Activity
Copy each line of the records below, from the first through the one that contains "pub const PROTOCOL_VERSION: u32 = 1;", exactly as written.

Data excerpts
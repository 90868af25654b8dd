//! Circuit Relay Protocol — frames, framing and control-channel messages

use super::types::{current_unix_millis, RouteId};
use serde::{Deserialize, Serialize};
use thiserror::Error;
use tokio::io::{AsyncRead, AsyncReadExt, AsyncWrite, AsyncWriteExt};

/// Protocol version
pub const PROTOCOL_VERSION: u32 = 1;

/// Upper bound on a single encoded frame
pub const MAX_FRAME_LEN: usize = 16 * 1024 * 1024;

/// A frame exchanged between a peer and a relay
#[derive(Debug, Clone, PartialEq, Eq, Serialize, Deserialize)]
pub enum RelayFrame {
    /// Handshake: initial connection negotiation
    Handshake {
        /// Protocol version
        version: u32,
        /// Sender's peer ID
        peer_id: String,
    },
    /// Handshake acknowledgment
    HandshakeAck {
        /// Protocol version
        version: u32,
        /// Relay's own peer ID
        relay_peer_id: String,
    },
    /// Ask the relay to reserve a route to `target_peer_id`
    Reserve {
        route_id: RouteId,
        target_peer_id: String,
    },
    /// Reservation accepted; the route is usable
    ReserveAck { route_id: RouteId },
    /// Reservation refused
    ReserveReject { route_id: RouteId, reason: String },
    /// Relay → target: a remote peer opened a route to us
    IncomingRoute {
        route_id: RouteId,
        source_peer_id: String,
    },
    /// Application payload on a route
    Data { route_id: RouteId, payload: Vec<u8> },
    /// Route teardown, in either direction
    CloseRoute { route_id: RouteId },
    /// Latency probe
    Ping { nonce: u64 },
    /// Probe response
    Pong { nonce: u64 },
    /// Graceful disconnect
    Disconnect {
        /// Reason for disconnect
        reason: String,
    },
}

/// Frame serialization errors
#[derive(Debug, Error)]
pub enum ProtocolError {
    #[error("Serialization error: {0}")]
    SerializationError(String),
    #[error("Deserialization error: {0}")]
    DeserializationError(String),
    #[error("Invalid frame length: {0}")]
    InvalidLength(usize),
    #[error("I/O error: {0}")]
    Io(#[from] std::io::Error),
}

impl RelayFrame {
    /// Serialize a frame to bytes using bincode
    pub fn to_bytes(&self) -> Result<Vec<u8>, ProtocolError> {
        bincode::serialize(self).map_err(|e| ProtocolError::SerializationError(e.to_string()))
    }

    /// Deserialize a frame from bytes
    pub fn from_bytes(bytes: &[u8]) -> Result<Self, ProtocolError> {
        bincode::deserialize(bytes).map_err(|e| ProtocolError::DeserializationError(e.to_string()))
    }

    /// The route this frame belongs to, if it is route-scoped
    pub fn route_id(&self) -> Option<&RouteId> {
        match self {
            RelayFrame::Reserve { route_id, .. }
            | RelayFrame::ReserveAck { route_id }
            | RelayFrame::ReserveReject { route_id, .. }
            | RelayFrame::IncomingRoute { route_id, .. }
            | RelayFrame::Data { route_id, .. }
            | RelayFrame::CloseRoute { route_id } => Some(route_id),
            _ => None,
        }
    }

    /// Get a human-readable description of the frame type
    pub fn frame_type(&self) -> &'static str {
        match self {
            RelayFrame::Handshake { .. } => "Handshake",
            RelayFrame::HandshakeAck { .. } => "HandshakeAck",
            RelayFrame::Reserve { .. } => "Reserve",
            RelayFrame::ReserveAck { .. } => "ReserveAck",
            RelayFrame::ReserveReject { .. } => "ReserveReject",
            RelayFrame::IncomingRoute { .. } => "IncomingRoute",
            RelayFrame::Data { .. } => "Data",
            RelayFrame::CloseRoute { .. } => "CloseRoute",
            RelayFrame::Ping { .. } => "Ping",
            RelayFrame::Pong { .. } => "Pong",
            RelayFrame::Disconnect { .. } => "Disconnect",
        }
    }
}

/// Write one length-prefixed frame
pub async fn write_frame<W>(writer: &mut W, frame: &RelayFrame) -> Result<(), ProtocolError>
where
    W: AsyncWrite + Unpin,
{
    let payload = frame.to_bytes()?;
    if payload.len() > MAX_FRAME_LEN {
        return Err(ProtocolError::InvalidLength(payload.len()));
    }
    writer.write_u32(payload.len() as u32).await?;
    writer.write_all(&payload).await?;
    writer.flush().await?;
    Ok(())
}

/// Read one length-prefixed frame
pub async fn read_frame<R>(reader: &mut R) -> Result<RelayFrame, ProtocolError>
where
    R: AsyncRead + Unpin,
{
    let len = reader.read_u32().await? as usize;
    if len == 0 || len > MAX_FRAME_LEN {
        return Err(ProtocolError::InvalidLength(len));
    }
    let mut buf = vec![0u8; len];
    reader.read_exact(&mut buf).await?;
    RelayFrame::from_bytes(&buf)
}

/// Control-channel message, carried as a JSON text frame:
/// `{ "type": string, "data"?: object, "timestamp": number }`
#[derive(Debug, Clone, PartialEq, Serialize, Deserialize)]
pub struct SignalMessage {
    #[serde(rename = "type")]
    pub message_type: String,
    #[serde(default, skip_serializing_if = "Option::is_none")]
    pub data: Option<serde_json::Value>,
    pub timestamp: u64,
}

impl SignalMessage {
    pub fn new(message_type: impl Into<String>, data: Option<serde_json::Value>) -> Self {
        Self {
            message_type: message_type.into(),
            data,
            timestamp: current_unix_millis(),
        }
    }

    pub fn to_text(&self) -> Result<String, ProtocolError> {
        serde_json::to_string(self).map_err(|e| ProtocolError::SerializationError(e.to_string()))
    }

    pub fn from_text(text: &str) -> Result<Self, ProtocolError> {
        serde_json::from_str(text).map_err(|e| ProtocolError::DeserializationError(e.to_string()))
    }

    /// String field from `data`, if present
    pub fn data_str(&self, field: &str) -> Option<&str> {
        self.data.as_ref()?.get(field)?.as_str()
    }
}

// ============================================================================
// TESTS
// ============================================================================
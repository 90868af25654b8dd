// Configuration file handling for relayctl
//
// The service config lives as JSON in:
// - Linux:   ~/.config/circuit-relay/config.json
// - macOS:   ~/Library/Application Support/circuit-relay/config.json
// - Windows: %APPDATA%\circuit-relay\config.json

use anyhow::{Context, Result};
use circuit_relay_core::CircuitRelayConfig;
use std::path::{Path, PathBuf};

/// Get the config directory path, creating it if needed
pub fn config_dir() -> Result<PathBuf> {
    let config_dir = dirs::config_dir()
        .context("Failed to determine config directory")?
        .join("circuit-relay");

    std::fs::create_dir_all(&config_dir).context("Failed to create config directory")?;

    Ok(config_dir)
}

pub fn default_config_file() -> Result<PathBuf> {
    Ok(config_dir()?.join("config.json"))
}

/// Load the config at `path`, or the default file. A missing file yields defaults.
pub fn load(path: Option<&Path>) -> Result<CircuitRelayConfig> {
    let config_file = match path {
        Some(p) => p.to_path_buf(),
        None => default_config_file()?,
    };

    if !config_file.exists() {
        if path.is_some() {
            anyhow::bail!("Config file not found: {}", config_file.display());
        }
        return Ok(CircuitRelayConfig::default());
    }

    read_from(&config_file)
}

pub fn read_from(path: &Path) -> Result<CircuitRelayConfig> {
    let contents = std::fs::read_to_string(path)
        .with_context(|| format!("Failed to read config file {}", path.display()))?;
    let config: CircuitRelayConfig =
        serde_json::from_str(&contents).context("Failed to parse config file")?;
    config.validate().context("Invalid configuration")?;
    Ok(config)
}

pub fn save_to(config: &CircuitRelayConfig, path: &Path) -> Result<()> {
    let contents = serde_json::to_string_pretty(config).context("Failed to serialize config")?;
    std::fs::write(path, contents)
        .with_context(|| format!("Failed to write config file {}", path.display()))?;
    Ok(())
}

/// Flattened key/value view for `config show`
pub fn list(config: &CircuitRelayConfig) -> Vec<(String, String)> {
    vec![
        ("local_peer_id".to_string(), config.local_peer_id.clone()),
        ("max_relays".to_string(), config.max_relays.to_string()),
        (
            "enable_auto_relay".to_string(),
            config.enable_auto_relay.to_string(),
        ),
        ("auto_start".to_string(), config.auto_start.to_string()),
        (
            "reconnect_interval".to_string(),
            format!("{}ms", config.reconnect_interval.as_millis()),
        ),
        (
            "max_reconnect_attempts".to_string(),
            config.max_reconnect_attempts.to_string(),
        ),
        (
            "connect_timeout".to_string(),
            format!("{}ms", config.connect_timeout.as_millis()),
        ),
        (
            "reservation_timeout".to_string(),
            format!("{}ms", config.reservation_timeout.as_millis()),
        ),
        (
            "signal_endpoint".to_string(),
            config
                .signal_endpoint
                .clone()
                .unwrap_or_else(|| "(none)".to_string()),
        ),
        (
            "unique_relay_addresses".to_string(),
            config.unique_relay_addresses.to_string(),
        ),
        ("relays".to_string(), config.relays.len().to_string()),
    ]
}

Solution to this exercise
repository 90868af25654b8dd
//! Circuit Relay Protocol — frames, framing and control-channel messages

use super::types::{current_unix_millis, RouteId};
use serde::{Deserialize, Serialize};
use thiserror::Error;
use tokio::io::{AsyncRead, AsyncReadExt, AsyncWrite, AsyncWriteExt};

/// Protocol version
pub const PROTOCOL_VERSION: u32 = 1;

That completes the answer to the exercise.